WHAT YOU WILL DO |
Within the records below, find each line that holds the string "localhost", then copy it.

** Opening TASK MATERIAL block **

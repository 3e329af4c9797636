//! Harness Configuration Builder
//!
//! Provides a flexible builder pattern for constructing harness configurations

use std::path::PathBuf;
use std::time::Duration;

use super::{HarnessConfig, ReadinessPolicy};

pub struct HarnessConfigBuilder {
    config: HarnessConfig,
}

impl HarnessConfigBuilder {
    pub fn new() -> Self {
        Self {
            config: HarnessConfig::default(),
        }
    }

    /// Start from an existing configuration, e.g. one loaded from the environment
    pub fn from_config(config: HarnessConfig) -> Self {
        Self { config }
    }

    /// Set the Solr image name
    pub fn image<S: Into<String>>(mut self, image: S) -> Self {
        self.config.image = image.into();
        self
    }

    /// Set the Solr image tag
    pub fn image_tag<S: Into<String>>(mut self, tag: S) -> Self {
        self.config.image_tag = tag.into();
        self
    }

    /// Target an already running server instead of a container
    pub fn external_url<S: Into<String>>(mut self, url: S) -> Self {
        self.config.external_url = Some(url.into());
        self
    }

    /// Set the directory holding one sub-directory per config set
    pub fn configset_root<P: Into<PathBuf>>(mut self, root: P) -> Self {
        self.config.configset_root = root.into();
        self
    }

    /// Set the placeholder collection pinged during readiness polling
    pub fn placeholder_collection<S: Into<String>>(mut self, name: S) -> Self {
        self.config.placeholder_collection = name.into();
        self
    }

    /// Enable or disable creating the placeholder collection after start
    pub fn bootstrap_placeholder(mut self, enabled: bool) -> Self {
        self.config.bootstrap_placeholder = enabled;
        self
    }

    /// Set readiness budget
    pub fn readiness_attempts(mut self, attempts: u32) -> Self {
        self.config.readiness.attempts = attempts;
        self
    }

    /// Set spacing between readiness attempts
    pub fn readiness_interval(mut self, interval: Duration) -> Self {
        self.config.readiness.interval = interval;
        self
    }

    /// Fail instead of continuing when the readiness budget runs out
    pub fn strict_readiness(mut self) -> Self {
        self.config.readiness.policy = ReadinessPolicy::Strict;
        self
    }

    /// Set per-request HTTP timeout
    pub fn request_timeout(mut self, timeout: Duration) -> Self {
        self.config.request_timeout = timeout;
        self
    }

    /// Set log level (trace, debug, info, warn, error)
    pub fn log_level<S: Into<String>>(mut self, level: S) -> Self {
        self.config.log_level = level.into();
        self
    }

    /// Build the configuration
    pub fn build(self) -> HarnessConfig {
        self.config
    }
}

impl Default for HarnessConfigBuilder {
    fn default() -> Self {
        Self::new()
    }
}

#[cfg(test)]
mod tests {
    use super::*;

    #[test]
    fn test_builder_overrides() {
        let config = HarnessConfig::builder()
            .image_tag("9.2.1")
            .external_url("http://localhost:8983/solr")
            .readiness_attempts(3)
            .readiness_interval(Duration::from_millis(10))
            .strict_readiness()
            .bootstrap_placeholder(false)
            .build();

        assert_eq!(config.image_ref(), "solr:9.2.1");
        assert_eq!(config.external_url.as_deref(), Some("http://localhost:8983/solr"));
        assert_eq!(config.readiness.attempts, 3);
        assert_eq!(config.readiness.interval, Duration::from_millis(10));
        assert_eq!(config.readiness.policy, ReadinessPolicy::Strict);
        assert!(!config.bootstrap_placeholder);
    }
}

** Closing TASK MATERIAL block **

RESULT FOR THIS EXERCISE |
            .external_url("http://localhost:8983/solr")
        assert_eq!(config.external_url.as_deref(), Some("http://localhost:8983/solr"));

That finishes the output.